The Bottle Mosaic Station (BMS) by Mettler Toledo (mt.com) carries out multiple steps in providing track & trace capability for round, unoriented bottles: marking, verifying and code linking. All integrated system components, such as the conveyor, printing system, high-resolution camera, product transfers and sorting equipment, are matched to ensure a seamless process. The Bottle Mosaic Station allows for quick changeover in a broad variety of product formats, as well as seamless upgrades.

Individual bottles are transferred directly from the production line filling system using an accurate transport unit. Regulation-specific data such as the serial number, batch and shelf life date, as well as the 2D datamatrix code are read precisely, and the helper code is printed on the bottle top or bottom.
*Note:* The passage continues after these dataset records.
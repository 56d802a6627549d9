//! Child side of a sandboxed execution.
//!
//! The child decodes the state from its startup argument, then in order:
//! loads every non-spy mock, loads the autoload files, loads every spy,
//! runs the pending command. Whatever happens it prints exactly one
//! response envelope on stdout.

use crate::autoload::{Autoloader, SourceAutoloader};
use crate::codegen::generate_class;
use crate::exit_codes::ExitCode;
use crate::logging::init_logging;
use crate::protocol::{find_startup_arg, Response};
use crate::runtime::{ClassOrigin, HostCatalog, Runtime};
use crate::state::{MockTable, SandboxState};
use ms_common::{Failure, FailureKind};
use ms_config::resolve_config;
use std::cell::{Cell, RefCell};
use std::io::Write;
use std::panic::{self, AssertUnwindSafe};
use std::sync::Once;
use tracing::{debug, error, info, info_span};

/// Executes one sandbox state against a host catalog.
pub struct ChildRuntime<A: Autoloader = SourceAutoloader> {
    catalog: HostCatalog,
    autoloader: A,
}

impl ChildRuntime<SourceAutoloader> {
    pub fn new(catalog: HostCatalog) -> Self {
        ChildRuntime {
            catalog,
            autoloader: SourceAutoloader,
        }
    }
}

impl<A: Autoloader> ChildRuntime<A> {
    pub fn with_autoloader(catalog: HostCatalog, autoloader: A) -> Self {
        ChildRuntime {
            catalog,
            autoloader,
        }
    }

    /// Find the state among `args`, execute it, and build the envelope.
    pub fn respond<I, S>(self, flag: &str, args: I) -> (Response, ExitCode)
    where
        I: IntoIterator<Item = S>,
        S: AsRef<str>,
    {
        let state = match find_startup_arg(flag, args) {
            Ok(Some(state)) => state,
            Ok(None) => {
                let failure = Failure::new(
                    FailureKind::Protocol,
                    format!("missing startup argument {flag}=<state>"),
                );
                error!(%failure, "cannot start sandbox child");
                return (Response::failure(failure), ExitCode::ProtocolError);
            }
            Err(e) => {
                let failure = Failure::from(e);
                error!(%failure, "cannot decode sandbox state");
                return (Response::failure(failure), ExitCode::ProtocolError);
            }
        };

        match self.execute(state) {
            Ok(result) => (Response::success(result), ExitCode::Ok),
            Err(failure) => (Response::failure(failure), ExitCode::FailureEmitted),
        }
    }

    /// Run a decoded state. Panics are caught and reported as failures of
    /// kind `panic`.
    pub fn execute(self, state: SandboxState) -> Result<serde_json::Value, Failure> {
        let span = info_span!("sandbox_child", run_id = %state.run_id);
        let _enter = span.enter();
        let result = catch_panics(move || self.run(state));
        if let Err(failure) = &result {
            info!(kind = %failure.kind, origin = %failure.origin, "computation failed");
        }
        result
    }

    fn run(self, state: SandboxState) -> Result<serde_json::Value, Failure> {
        let SandboxState {
            pending,
            autoload_files,
            mocks,
            ..
        } = state;
        let mut runtime = Runtime::new(self.catalog).with_mocks(mocks.clone());

        load_mocks(&mut runtime, &mocks, false)?;
        for file in &autoload_files {
            self.autoloader.load(&mut runtime, file)?;
        }
        load_mocks(&mut runtime, &mocks, true)?;

        let command = pending.ok_or_else(|| {
            Failure::new(FailureKind::Protocol, "sandbox state carries no pending command")
        })?;
        let value = runtime.run_command(&command)?;
        Ok(value.to_json("sandbox result")?)
    }
}

fn load_mocks(runtime: &mut Runtime, mocks: &MockTable, spies: bool) -> Result<(), Failure> {
    let origin = if spies { ClassOrigin::Spy } else { ClassOrigin::Mock };
    for (class, spec) in mocks.iter().filter(|(_, spec)| spec.is_spy == spies) {
        let src = generate_class(class, spec)?;
        debug!(%class, %origin, "loading generated class");
        runtime.load_source(&src, origin.clone())?;
    }
    Ok(())
}

thread_local! {
    static CAPTURING: Cell<bool> = const { Cell::new(false) };
    static PANIC_ORIGIN: RefCell<Option<String>> = const { RefCell::new(None) };
}

static PANIC_HOOK: Once = Once::new();

/// Panics on a thread inside [`catch_panics`] record their location instead
/// of printing; everything else goes to the previous hook.
fn install_panic_hook() {
    PANIC_HOOK.call_once(|| {
        let previous = panic::take_hook();
        panic::set_hook(Box::new(move |info| {
            if CAPTURING.with(Cell::get) {
                let origin = info
                    .location()
                    .map(|loc| format!("{}:{}", loc.file(), loc.line()));
                PANIC_ORIGIN.with(|slot| *slot.borrow_mut() = origin);
            } else {
                previous(info);
            }
        }));
    });
}

fn catch_panics<T>(f: impl FnOnce() -> Result<T, Failure>) -> Result<T, Failure> {
    install_panic_hook();
    CAPTURING.with(|c| c.set(true));
    let outcome = panic::catch_unwind(AssertUnwindSafe(f));
    CAPTURING.with(|c| c.set(false));

    outcome.unwrap_or_else(|payload| {
        let message = payload
            .downcast_ref::<&str>()
            .map(|s| s.to_string())
            .or_else(|| payload.downcast_ref::<String>().cloned())
            .unwrap_or_else(|| "panic with a non-string payload".to_string());
        let origin = PANIC_ORIGIN
            .with(|slot| slot.borrow_mut().take())
            .unwrap_or_else(|| "unknown".to_string());
        error!(%message, %origin, "panic inside sandbox");
        Err(Failure {
            kind: FailureKind::Panic,
            message,
            origin,
        })
    })
}

/// Entry point of a child host binary.
///
/// Resolves config from the environment the driver prepared, runs the
/// state from the process arguments, and prints the envelope.
pub fn host_main(catalog: HostCatalog) -> std::process::ExitCode {
    let (config, config_error) = match resolve_config(None) {
        Ok((config, _)) => (config, None),
        Err(e) => (Default::default(), Some(e)),
    };
    init_logging(&config.log);

    let (response, code) = match config_error {
        Some(e) => {
            let failure = Failure::new(FailureKind::Protocol, format!("child configuration: {e}"));
            (Response::failure(failure), ExitCode::ProtocolError)
        }
        None => {
            let args = std::env::args_os().map(|a| a.to_string_lossy().into_owned());
            ChildRuntime::new(catalog).respond(&config.startup_flag, args)
        }
    };

    let emitted = response.to_json_line().and_then(|line| {
        let mut stdout = std::io::stdout().lock();
        writeln!(stdout, "{line}")?;
        stdout.flush()?;
        Ok(())
    });
    match emitted {
        Ok(()) => code.into(),
        Err(e) => {
            error!(error = %e, "failed to emit response envelope");
            ExitCode::InternalError.into()
        }
    }
}

#[cfg(test)]
mod tests {
    use super::*;
    use crate::command::Command;
    use crate::protocol::startup_arg;
    use crate::registry::{MockRegistry, SELF_INSTANCE};
    use crate::runtime::{CallContext, NativeResult};
    use ms_common::{ClassName, Value};
    use serde_json::json;

    fn boom(_rt: &mut Runtime, _captured: &serde_json::Value) -> NativeResult {
        panic!("kaboom");
    }

    fn shout(rt: &mut Runtime, ctx: &CallContext, _args: Vec<Value>) -> NativeResult {
        let word = rt.get_const(&ctx.called_class, "WORD")?;
        Ok(Value::Str(format!("{}!", word.as_str().unwrap_or_default())))
    }

    fn catalog() -> HostCatalog {
        HostCatalog::with_builtins()
            .command("boom", boom)
            .native("t.shout", shout)
    }

    fn state(command: Command) -> SandboxState {
        let mut reg = MockRegistry::new(ClassName::parse("DB").unwrap());
        reg.mock_static_method("query", SELF_INSTANCE)
            .unwrap()
            .mock_method("rows", vec![1, 2])
            .unwrap();
        let mut state = SandboxState::new();
        state.mocks.insert(reg.class().clone(), reg.snapshot());
        state.pending = Some(command);
        state
    }

    #[test]
    fn test_runs_chain_against_mock() {
        let command = Command::call("DB", "query").then("rows").into();
        let result = ChildRuntime::new(catalog()).execute(state(command)).unwrap();
        assert_eq!(result, json!([1, 2]));
    }

    #[test]
    fn test_object_result_is_unsupported_value() {
        let command = Command::call("DB", "query").into();
        let failure = ChildRuntime::new(catalog()).execute(state(command)).unwrap_err();
        assert_eq!(failure.kind, FailureKind::UnsupportedValue);
    }

    #[test]
    fn test_panic_becomes_failure_with_origin() {
        let failure = ChildRuntime::new(catalog())
            .execute(state(Command::new("boom")))
            .unwrap_err();
        assert_eq!(failure.kind, FailureKind::Panic);
        assert_eq!(failure.message, "kaboom");
        assert!(failure.origin.contains("child.rs"), "{}", failure.origin);
    }

    #[test]
    fn test_spy_loads_after_autoload() {
        let dir = tempfile::tempdir().unwrap();
        let path = dir.path().join("greeter.cls");
        std::fs::write(
            &path,
            "class Greeter {\n    const WORD = 'hello';\n    static fn shout() => native('t.shout');\n}\n",
        )
        .unwrap();

        let mut reg = MockRegistry::new(ClassName::parse("Greeter").unwrap());
        reg.set_spy_namespace("Spy")
            .unwrap()
            .set_spy(true)
            .unwrap()
            .define_const("WORD", "bye")
            .unwrap();
        let mut state = SandboxState::new();
        state.mocks.insert(reg.class().clone(), reg.snapshot());
        state.merge_autoload_files([path]);
        state.pending = Some(Command::call("Spy::Greeter", "shout").into());

        let result = ChildRuntime::new(catalog()).execute(state).unwrap();
        assert_eq!(result, json!("bye!"));
    }

    #[test]
    fn test_missing_flag_is_protocol_error() {
        let (response, code) = ChildRuntime::new(catalog()).respond("--instance", ["child"]);
        assert_eq!(code, ExitCode::ProtocolError);
        assert!(matches!(
            response,
            Response::Throwed { throwed: FailureKind::Protocol, .. }
        ));
    }

    #[test]
    fn test_respond_round_trip() {
        let arg = startup_arg("--instance", &state(Command::read_const("DB", "NOPE"))).unwrap();
        let (response, code) = ChildRuntime::new(catalog()).respond("--instance", ["child".to_string(), arg]);
        assert_eq!(code, ExitCode::FailureEmitted);
        match response {
            Response::Throwed { throwed, message, .. } => {
                assert_eq!(throwed, FailureKind::Lookup);
                assert!(message.contains("DB::NOPE"), "{message}");
            }
            other => panic!("unexpected response: {other:?}"),
        }
    }
}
The BMS consists of the Mosaic Station, which incorporates six cameras for 360˚ inspection of labels and codes; a seventh camera for reading top and bottom helper codes and/or UV codes; a side grip to hold the package during bottom code reading; a printer to apply helper codes inline when needed; and a conveyor that moves bottles from station to station, and can be fitted as an option with a rejecter to remove non-conforming bottles.
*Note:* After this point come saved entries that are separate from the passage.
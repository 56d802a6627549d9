//! Pending computations shipped to the child.
//!
//! A [`Command`] names an entry in the child's command table and carries its
//! input as captured JSON. The built-in commands cover the common shapes of a
//! sandboxed test body: a static call followed by chained instance calls, and
//! reads of constants, static properties and instance properties.

use ms_common::{Result, Value};
use serde::{Deserialize, Serialize};
use serde_json::json;

/// Name of the built-in call command.
pub const CALL: &str = "call";
/// Name of the built-in constant read.
pub const READ_CONST: &str = "const";
/// Name of the built-in static property read.
pub const READ_STATIC: &str = "static";
/// Name of the built-in instance property read.
pub const READ_PROPERTY: &str = "property";

/// A named computation with captured input.
#[derive(Debug, Clone, PartialEq, Serialize, Deserialize)]
pub struct Command {
    pub name: String,
    #[serde(default)]
    pub captured: serde_json::Value,
}

impl Command {
    pub fn new(name: impl Into<String>) -> Self {
        Command {
            name: name.into(),
            captured: serde_json::Value::Null,
        }
    }

    /// Command with captured input. Fails if `captured` does not serialize.
    pub fn capturing<T: Serialize>(name: impl Into<String>, captured: &T) -> Result<Self> {
        Ok(Command {
            name: name.into(),
            captured: serde_json::to_value(captured)?,
        })
    }

    /// Start a call plan: `Class::method()`.
    pub fn call(class: &str, method: &str) -> CallPlan {
        CallPlan {
            class: class.to_string(),
            method: method.to_string(),
            args: Vec::new(),
            chain: Vec::new(),
        }
    }

    /// Read `Class::NAME`.
    pub fn read_const(class: &str, name: &str) -> Self {
        Command::member(READ_CONST, class, name)
    }

    /// Read `Class::$name`.
    pub fn read_static(class: &str, name: &str) -> Self {
        Command::member(READ_STATIC, class, name)
    }

    /// Read `(new Class)->name`.
    pub fn read_property(class: &str, name: &str) -> Self {
        Command::member(READ_PROPERTY, class, name)
    }

    fn member(command: &str, class: &str, name: &str) -> Self {
        Command {
            name: command.to_string(),
            captured: json!({ "class": class, "name": name }),
        }
    }
}

/// Captured input of the member-read commands.
#[derive(Debug, Clone, PartialEq, Eq, Serialize, Deserialize)]
pub struct MemberRef {
    pub class: String,
    pub name: String,
}

/// Captured input of the `call` command.
#[derive(Debug, Clone, PartialEq, Serialize, Deserialize)]
pub struct CallPlan {
    pub class: String,
    pub method: String,
    #[serde(default)]
    pub args: Vec<serde_json::Value>,
    /// Instance calls applied in order to the previous result.
    #[serde(default)]
    pub chain: Vec<ChainedCall>,
}

#[derive(Debug, Clone, PartialEq, Serialize, Deserialize)]
pub struct ChainedCall {
    pub method: String,
    #[serde(default)]
    pub args: Vec<serde_json::Value>,
}

impl CallPlan {
    /// Arguments of the most recently added call.
    ///
    /// Objects cannot be transmitted; they fail here, in the driver.
    pub fn with_args<T: Into<Value>>(mut self, args: Vec<T>) -> Result<Self> {
        let target = match self.chain.last() {
            Some(step) => format!("arguments of {}()", step.method),
            None => format!("arguments of {}::{}()", self.class, self.method),
        };
        let args = args
            .into_iter()
            .map(|arg| arg.into().to_json(&target))
            .collect::<Result<Vec<_>>>()?;
        match self.chain.last_mut() {
            Some(step) => step.args = args,
            None => self.args = args,
        }
        Ok(self)
    }

    /// Append `->method()` to the chain.
    pub fn then(mut self, method: &str) -> Self {
        self.chain.push(ChainedCall {
            method: method.to_string(),
            args: Vec::new(),
        });
        self
    }

    pub fn into_command(self) -> Command {
        Command {
            name: CALL.to_string(),
            captured: json!(self),
        }
    }
}

impl From<CallPlan> for Command {
    fn from(plan: CallPlan) -> Self {
        plan.into_command()
    }
}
Omega Design Corporation (omegadesign.com) recently introduces the LabelSync™ 360˚ inspection and reject handling system for bottles. Suitable for all markets, the unit captures codes, inspects caps, matches components and helps protect against food and allergen contamination, tampered/incorrect product, improper labeling and recalls. An integrated reject station along with fail-safe programming ensures that only verified product will move downstream. Adding a top or bottom camera can enable inspection and data syncing with a secondary line code, making possible the sort of unit-level product visibility that is increasingly being adopted around the globe. This SCADA-compatible system is ideal for food & beverage, consumer goods and medical, and can seamlessly integrate with MES and data management software.

Serialization and traceability consulting firm, Supply Chain Wizard (supplychainwizard.com), has just announced a partnership with Medicines for Europe, a pharmaceutical advocacy group. The company has plans to develop a similar relationship in the States.
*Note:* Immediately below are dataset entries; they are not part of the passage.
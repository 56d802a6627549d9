//! Value-to-source rendering for field initializers.
//!
//! Only values the declaration parser can read back are rendered: `null`,
//! booleans, integers, floats, single-quoted strings, keyed lists
//! (`[0 => a, 1 => b]`) and maps (`{'k' => v}`). Constants are restricted to
//! scalars.

use crate::registry::VarKind;
use ms_common::{ClassName, Error, Result, Value};

/// Render `value` as a literal for a field of the given kind.
pub fn render_value(value: &Value, kind: VarKind, class: &ClassName, field: &str) -> Result<String> {
    let mut out = String::new();
    render_into(&mut out, value, kind, class, field)?;
    Ok(out)
}

fn render_into(
    out: &mut String,
    value: &Value,
    kind: VarKind,
    class: &ClassName,
    field: &str,
) -> Result<()> {
    let reject = |reason: String| Error::Render {
        class: class.to_string(),
        field: format!("{kind} '{field}'"),
        reason,
    };

    match value {
        Value::Null => out.push_str("null"),
        Value::Bool(b) => out.push_str(if *b { "true" } else { "false" }),
        Value::Int(i) => out.push_str(&i.to_string()),
        Value::Float(f) => out.push_str(&render_float(*f).ok_or_else(|| {
            reject(format!("float {f} has no literal form"))
        })?),
        Value::Str(s) => out.push_str(&quote(s)),
        Value::List(_) | Value::Map(_) if kind == VarKind::Const => {
            return Err(reject(format!(
                "constants must be scalar, got {}",
                value.kind_name()
            )));
        }
        Value::List(items) => {
            out.push('[');
            for (idx, item) in items.iter().enumerate() {
                if idx > 0 {
                    out.push_str(", ");
                }
                out.push_str(&idx.to_string());
                out.push_str(" => ");
                render_into(out, item, kind, class, field)?;
            }
            out.push(']');
        }
        Value::Map(entries) => {
            out.push('{');
            for (idx, (key, item)) in entries.iter().enumerate() {
                if idx > 0 {
                    out.push_str(", ");
                }
                out.push_str(&quote(key));
                out.push_str(" => ");
                render_into(out, item, kind, class, field)?;
            }
            out.push('}');
        }
        Value::Object(obj) => {
            return Err(reject(format!("object {obj} cannot be rendered as a literal")));
        }
    }
    Ok(())
}

/// Floats always carry a `.` or an exponent so they read back as floats.
fn render_float(f: f64) -> Option<String> {
    if !f.is_finite() {
        return None;
    }
    let text = format!("{f:?}");
    if text.contains(&['.', 'e', 'E'][..]) {
        Some(text)
    } else {
        Some(format!("{text}.0"))
    }
}

/// Single-quote a string, escaping `\` and `'`.
pub fn quote(s: &str) -> String {
    let mut out = String::with_capacity(s.len() + 2);
    out.push('\'');
    for c in s.chars() {
        if c == '\\' || c == '\'' {
            out.push('\\');
        }
        out.push(c);
    }
    out.push('\'');
    out
}

#[cfg(test)]
mod tests {
    use super::*;
    use ms_common::ObjectRef;
    use serde_json::json;

    fn class() -> ClassName {
        ClassName::parse("MyNSpace::DB").unwrap()
    }

    fn render(value: impl Into<Value>, kind: VarKind) -> Result<String> {
        render_value(&value.into(), kind, &class(), "field")
    }

    #[test]
    fn test_scalars() {
        assert_eq!(render(Value::Null, VarKind::Const).unwrap(), "null");
        assert_eq!(render(true, VarKind::Const).unwrap(), "true");
        assert_eq!(render(-42, VarKind::Const).unwrap(), "-42");
        assert_eq!(render(2.13, VarKind::Const).unwrap(), "2.13");
        assert_eq!(render(3.0, VarKind::Const).unwrap(), "3.0");
        assert_eq!(render("it's", VarKind::Const).unwrap(), r"'it\'s'");
        assert_eq!(render(r"a\b", VarKind::Const).unwrap(), r"'a\\b'");
    }

    #[test]
    fn test_nested_structures() {
        let value = Value::from_json(&json!({"list": [1, null], "name": "x"}), "test").unwrap();
        assert_eq!(
            render(value, VarKind::Property).unwrap(),
            "{'list' => [0 => 1, 1 => null], 'name' => 'x'}"
        );
    }

    #[test]
    fn test_const_rejects_structures() {
        let err = render(vec![1], VarKind::Const).unwrap_err();
        match err {
            Error::Render { class, field, .. } => {
                assert_eq!(class, "MyNSpace::DB");
                assert!(field.contains("field"));
            }
            other => panic!("unexpected error: {other}"),
        }
    }

    #[test]
    fn test_object_rejected_anywhere() {
        let value = Value::List(vec![Value::Object(ObjectRef(9))]);
        let err = render(value, VarKind::StaticProperty).unwrap_err();
        assert!(err.to_string().contains("object #9"));
    }

    #[test]
    fn test_non_finite_float_rejected() {
        assert!(render(f64::NAN, VarKind::Property).is_err());
    }
}
//! Mock Sandbox common types, identifiers, values, and errors.
//!
//! This crate provides foundational types shared by the driver and the
//! sandbox child:
//! - Normalized class names and run identifiers
//! - The dynamic [`Value`] used by mocks and the runtime
//! - The failure taxonomy that crosses the process boundary
//! - The unified error type and protocol versioning

pub mod error;
pub mod failure;
pub mod id;
pub mod schema;
pub mod value;

pub use error::{Error, Result};
pub use failure::{Failure, FailureKind};
pub use id::{ClassName, RunId};
pub use schema::PROTOCOL_VERSION;
pub use value::{ObjectRef, Value};
//! Demo sandbox child host.
//!
//! Drivers point `child_program` (or `MOCK_SANDBOX_CHILD`) at this binary to
//! run commands against the demo catalog.

use std::process::ExitCode;

fn main() -> ExitCode {
    ms_core::child::host_main(ms_core::fixtures::demo_catalog())
}
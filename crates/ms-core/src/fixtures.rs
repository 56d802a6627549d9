//! Demo host catalog used by the bundled `sandbox-child` binary and the
//! integration tests.
//!
//! It backs `tests/fixtures/test_class.cls`:
//!
//! ```text
//! class TestClass {
//!     static my_property = 'Hello world!';
//!     static fn getProperty() => native('test_class.get_property');
//!     static fn getString() => native('test_class.get_string');
//!     static fn init() => native('test_class.init');
//! }
//! ```

use crate::runtime::{CallContext, HostCatalog, NativeResult, Runtime};
use ms_common::{ClassName, Failure, FailureKind, Value};

/// Built-ins plus the `TestClass` natives and the `raise`/`panic` commands.
pub fn demo_catalog() -> HostCatalog {
    HostCatalog::with_builtins()
        .native("test_class.get_property", get_property)
        .native("test_class.get_string", get_string)
        .native("test_class.init", init)
        .command("raise", raise)
        .command("panic", panic_command)
}

/// `static::getString() . static::$my_property`
fn get_property(rt: &mut Runtime, ctx: &CallContext, _args: Vec<Value>) -> NativeResult {
    let prefix = rt.call_static(&ctx.called_class, "getString", Vec::new())?;
    let property = rt.get_static(&ctx.called_class, "my_property")?;
    Ok(Value::Str(format!("{}{}", concat_part(&prefix), concat_part(&property))))
}

fn get_string(_rt: &mut Runtime, _ctx: &CallContext, _args: Vec<Value>) -> NativeResult {
    Ok(Value::from("Case: "))
}

/// `MyNSpace::DB::query()->execute()`
fn init(rt: &mut Runtime, _ctx: &CallContext, _args: Vec<Value>) -> NativeResult {
    let db = ClassName::parse("MyNSpace::DB")?;
    let query = rt.call_static(&db, "query", Vec::new())?;
    rt.call(&query, "execute", Vec::new())
}

/// String conversion for concatenation.
fn concat_part(value: &Value) -> String {
    match value {
        Value::Str(s) => s.clone(),
        Value::Null => String::new(),
        Value::Bool(true) => "1".to_string(),
        Value::Bool(false) => String::new(),
        other => other.to_string(),
    }
}

/// Fail with captured `{"kind": ..., "message": ...}`.
fn raise(_rt: &mut Runtime, captured: &serde_json::Value) -> NativeResult {
    let kind = captured
        .get("kind")
        .and_then(serde_json::Value::as_str)
        .map_or(FailureKind::Runtime, FailureKind::from_tag);
    let message = captured
        .get("message")
        .and_then(serde_json::Value::as_str)
        .unwrap_or("raised by test");
    Err(Failure::new(kind, message))
}

fn panic_command(_rt: &mut Runtime, captured: &serde_json::Value) -> NativeResult {
    let message = captured.as_str().unwrap_or("explicit panic");
    panic!("{message}");
}

#[cfg(test)]
mod tests {
    use super::*;
    use crate::runtime::ClassOrigin;

    const TEST_CLASS: &str = include_str!("../tests/fixtures/test_class.cls");

    #[test]
    fn test_get_property_unmocked() {
        let mut rt = Runtime::new(demo_catalog());
        rt.load_source(TEST_CLASS, ClassOrigin::Source("test_class.cls".into()))
            .unwrap();
        let value = rt
            .call_static(&ClassName::parse("TestClass").unwrap(), "getProperty", vec![])
            .unwrap();
        assert_eq!(value, Value::from("Case: Hello world!"));
    }

    #[test]
    fn test_raise_uses_captured_kind() {
        let mut rt = Runtime::new(demo_catalog());
        let failure = raise(
            &mut rt,
            &serde_json::json!({"kind": "db_error", "message": "gone"}),
        )
        .unwrap_err();
        assert_eq!(failure.kind, FailureKind::Other("db_error".into()));
        assert_eq!(failure.message, "gone");
        assert!(failure.origin.contains("fixtures.rs"));
    }

    #[test]
    fn test_init_without_db_mock_is_lookup_failure() {
        let mut rt = Runtime::new(demo_catalog());
        rt.load_source(TEST_CLASS, ClassOrigin::Source("test_class.cls".into()))
            .unwrap();
        let failure = rt
            .call_static(&ClassName::parse("TestClass").unwrap(), "init", vec![])
            .unwrap_err();
        assert_eq!(failure.kind, FailureKind::Lookup);
        assert!(failure.message.contains("MyNSpace::DB"));
    }
}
In December, Supply Chain Wizard co-hosted the Pharma CMO Summit in Berlin, which gathered more than 100 pharmaceutical executives from 27 countries. Networking events that provided opportunity to exchange serialization advice and experiences with peers from around the world aided in the event’s success. The event also showcased ways in which serialization can go beyond mere regulation compliance to provide opportunities for enhanced business practices through data analytics produced by such systems.

The company is currently planning a serialization summit for CMO (pharmaceutical contract manufacturers and packagers) this spring in the U.S.

While working toward meeting the looming deadlines for the stricter regulations, the challenges you may face are not likely yours alone. Make sure to download the newest release of the GS1 U.S. (gs1us.org) guideline, “Applying GSI Standards for DSCSA and Traceability (R1.2).” Turn your informed plans into real-world solutions with help from organizations and companies that can offer assistance along the way. As well, reach out to peers in the market who may offer guidance.